Antiplatelet medicines, such as aspirin, appear to be safe and possibly beneficial for patients who have suffered an intracerebral haemorrhagic stroke, results from a clinical trial published in The Lancet on 22 May 2019 suggest.
The research, led by the University of Edinburgh, tracked the outcomes of 537 adults from across the UK who had survived at least 24 hours after a brain haemorrhage while they were taking antithrombotic therapy for the prevention of occlusive vascular disease.
Half of the participants were assigned to start antiplatelet therapy while the other half were assigned to avoid, or withdraw from, antiplatelet therapy.
After a median of two years’ follow up, the researchers found that 4% of those assigned to antiplatelet therapy had recurrence of intracerebral haemorrhage compared to 9% in those assigned to avoid it.
In addition, 7% of participants on antiplatelet therapy experienced major haemorrhagic events compared to 9% in the non-antiplatelet group.
The researchers concluded that their results showed that the risk of recurrent intracerebral haemorrhage was probably too small to exceed the established benefits of antiplatelet therapy for secondary prevention.

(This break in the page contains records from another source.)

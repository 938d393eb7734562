//! Turns surviving candidates into final [`Event`] rows.
//!
//! A pure filter + map over the candidate stream: each candidate is tested
//! against the criteria enabled in the resolved threshold set and rejected
//! if any enabled one fails; survivors get their morphology metrics
//! computed. No cross-event state.

use crate::segmenter::CandidateEvent;
use crate::threshold::ResolvedThresholds;
use crate::types::Event;

/// Filters candidates and computes event morphology for one channel.
///
/// `idx_channel` is a placeholder here; the coordinator finalizes it when
/// merging channels.
pub fn assemble(
    candidates: &[CandidateEvent],
    conditioned: &[f64],
    thresholds: &ResolvedThresholds,
    sf: f64,
    channel: &str,
    idx_channel: usize,
) -> Vec<Event> {
    candidates
        .iter()
        .filter_map(|c| build_event(c, conditioned, thresholds, sf, channel, idx_channel))
        .collect()
}

fn build_event(
    c: &CandidateEvent,
    conditioned: &[f64],
    thresholds: &ResolvedThresholds,
    sf: f64,
    channel: &str,
    idx_channel: usize,
) -> Option<Event> {
    let val_neg_peak = conditioned[c.neg_peak];
    let val_pos_peak = conditioned[c.pos_peak];
    // a positive half that never rises above the baseline has no usable
    // positive peak
    if val_pos_peak <= 0.0 {
        return None;
    }

    let start = c.start as f64 / sf;
    let neg_peak = c.neg_peak as f64 / sf;
    let mid_crossing = c.mid_crossing as f64 / sf;
    let pos_peak = c.pos_peak as f64 / sf;
    let end = c.end as f64 / sf;

    let duration = end - start;
    let ptp = val_pos_peak - val_neg_peak;
    let half_period = pos_peak - neg_peak;
    let slope = ptp / half_period;
    let frequency = 1.0 / (2.0 * half_period);

    if let Some((min_dur, max_dur)) = thresholds.duration {
        if duration < min_dur || duration > max_dur {
            return None;
        }
    }
    if let Some(min) = thresholds.amp_neg {
        if -val_neg_peak < min {
            return None;
        }
    }
    if let Some(min) = thresholds.amp_pos {
        if val_pos_peak < min {
            return None;
        }
    }
    if let Some(min) = thresholds.amp_ptp {
        if ptp < min {
            return None;
        }
    }
    if let Some(min) = thresholds.slope {
        if slope < min {
            return None;
        }
    }

    Some(Event {
        start,
        neg_peak,
        mid_crossing,
        pos_peak,
        end,
        duration,
        val_neg_peak,
        val_pos_peak,
        ptp,
        slope,
        frequency,
        channel: channel.to_string(),
        idx_channel,
    })
}
//! Resolves a [`ThresholdConfig`] against channel-local statistics into the
//! concrete numeric thresholds the assembler evaluates.
//!
//! Absolute microvolt criteria alone bias detection toward high-amplitude
//! channels, so when an adaptive scale is configured the amplitude floors
//! are raised to a multiple of the conditioned channel's standard
//! deviation. Disabled criteria are omitted from the resolved set entirely
//! rather than defaulted to zero, so the assembler never evaluates them.

use crate::types::ThresholdConfig;
use crate::utils;

/// Concrete thresholds for one channel. `None` means the criterion is
/// disabled and must not be evaluated.
#[derive(Debug, Clone, Copy, PartialEq)]
pub struct ResolvedThresholds {
    /// Inclusive `[min, max]` event duration in seconds.
    pub duration: Option<(f64, f64)>,
    /// Minimum negative-peak magnitude in microvolts.
    pub amp_neg: Option<f64>,
    /// Minimum positive-peak value in microvolts.
    pub amp_pos: Option<f64>,
    /// Minimum peak-to-peak amplitude in microvolts.
    pub amp_ptp: Option<f64>,
    /// Minimum rate of change in microvolts per second.
    pub slope: Option<f64>,
}

pub struct ThresholdEngine;

impl ThresholdEngine {
    /// Computes the resolved threshold set for one conditioned channel.
    ///
    /// The config is assumed validated (see
    /// [`ThresholdConfig::validate`]); resolution itself cannot fail.
    pub fn resolve(config: &ThresholdConfig, conditioned: &[f64]) -> ResolvedThresholds {
        let floor = config.adaptive_scale.map(|k| k * utils::stddev(conditioned));
        let lift = |abs: Option<f64>, floor: Option<f64>| {
            abs.map(|v| floor.map_or(v, |f| v.max(f)))
        };
        ResolvedThresholds {
            duration: config.duration,
            amp_neg: lift(config.amp_neg, floor),
            amp_pos: lift(config.amp_pos, floor),
            // a symmetric wave at the floor amplitude swings twice as far
            // peak to peak
            amp_ptp: lift(config.amp_ptp, floor.map(|f| 2.0 * f)),
            slope: config.slope,
        }
    }
}
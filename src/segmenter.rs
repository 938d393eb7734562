//! Zero-crossing segmentation of one conditioned channel.
//!
//! A single linear scan drives a small state machine over the sign trace:
//!
//! ```text
//! SeekNegativeOnset -> InNegativeHalf -> InPositiveHalf -> (closed)
//! ```
//!
//! Transitions happen strictly at sign changes. A sample with value exactly
//! zero counts as non-negative, so a falling crossing is
//! non-negative -> negative and a rising crossing is the reverse. The
//! closing falling crossing of one candidate is simultaneously the opening
//! crossing of the next, which is what keeps per-channel events
//! non-overlapping.
//!
//! Candidates land in a flat append-only buffer; there is no look-ahead
//! beyond the next zero-crossing and no back-references between candidates.

/// Sample indices of one negative-then-positive half-cycle pair. Transient:
/// candidates only live between segmentation and assembly.
#[derive(Debug, Clone, Copy, PartialEq, Eq)]
pub struct CandidateEvent {
    /// Falling zero-crossing (first negative sample).
    pub start: usize,
    /// Minimum of the negative half; ties keep the first occurrence.
    pub neg_peak: usize,
    /// Rising zero-crossing (first non-negative sample).
    pub mid_crossing: usize,
    /// Maximum of the positive half; ties keep the first occurrence.
    pub pos_peak: usize,
    /// Next falling zero-crossing, or the last sample of the channel.
    pub end: usize,
}

#[derive(Debug, Clone, Copy, PartialEq, Eq)]
enum State {
    SeekNegativeOnset,
    InNegativeHalf,
    InPositiveHalf,
}

/// Walks one conditioned channel and emits every complete half-cycle pair.
///
/// A wave still in its negative half when the buffer ends never became a
/// pair and is discarded; one in its positive half closes at the last
/// sample.
pub fn segment(samples: &[f64]) -> Vec<CandidateEvent> {
    let mut candidates = Vec::new();
    if samples.len() < 2 {
        return candidates;
    }

    let mut state = State::SeekNegativeOnset;
    let mut start = 0usize;
    let mut neg_peak = 0usize;
    let mut mid_crossing = 0usize;
    let mut pos_peak = 0usize;

    for i in 1..samples.len() {
        let prev_neg = samples[i - 1] < 0.0;
        let cur_neg = samples[i] < 0.0;

        match state {
            State::SeekNegativeOnset => {
                if !prev_neg && cur_neg {
                    state = State::InNegativeHalf;
                    start = i;
                    neg_peak = i;
                }
            }
            State::InNegativeHalf => {
                if cur_neg {
                    if samples[i] < samples[neg_peak] {
                        neg_peak = i;
                    }
                } else {
                    state = State::InPositiveHalf;
                    mid_crossing = i;
                    pos_peak = i;
                }
            }
            State::InPositiveHalf => {
                if cur_neg {
                    // closing crossing doubles as the next wave's onset
                    candidates.push(CandidateEvent {
                        start,
                        neg_peak,
                        mid_crossing,
                        pos_peak,
                        end: i,
                    });
                    state = State::InNegativeHalf;
                    start = i;
                    neg_peak = i;
                } else if samples[i] > samples[pos_peak] {
                    pos_peak = i;
                }
            }
        }
    }

    if state == State::InPositiveHalf {
        candidates.push(CandidateEvent {
            start,
            neg_peak,
            mid_crossing,
            pos_peak,
            end: samples.len() - 1,
        });
    }

    candidates
}
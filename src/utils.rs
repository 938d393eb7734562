/// Index of the first non-finite sample, if any.
pub fn first_non_finite(samples: &[f64]) -> Option<usize> {
    samples.iter().position(|v| !v.is_finite())
}

/// Arithmetic mean; 0.0 for an empty slice.
pub fn mean(samples: &[f64]) -> f64 {
    if samples.is_empty() {
        return 0.0;
    }
    samples.iter().sum::<f64>() / samples.len() as f64
}

/// Population standard deviation; 0.0 for an empty slice.
pub fn stddev(samples: &[f64]) -> f64 {
    if samples.is_empty() {
        return 0.0;
    }
    let m = mean(samples);
    let var = samples.iter().map(|v| (v - m) * (v - m)).sum::<f64>() / samples.len() as f64;
    var.sqrt()
}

Rustam Salman, study author and professor of clinical neurology at the University of Edinburgh, said: “The results of [The Restart or Stop Antithrombotics Randomised Trial] are reassuring for survivors of brain haemorrhage who need to take antiplatelet medicines to prevent heart attacks and strokes.
“I am keen to investigate the possibility that these medicines might halve the risk of brain haemorrhage happening again.”
Commenting on the study, Metin Avkiran, associate medical director at the British Heart Foundation, said that around a third of people who have a brain haemorrhage do so when they are taking an antiplatelet medicine to reduce the risk of a heart attack or an ischaemic stroke.
“We now have a strong indication they can carry on taking these potentially life-saving medicines after the brain haemorrhage without increasing the risk of another one, which is crucial new information for both patients and doctors.”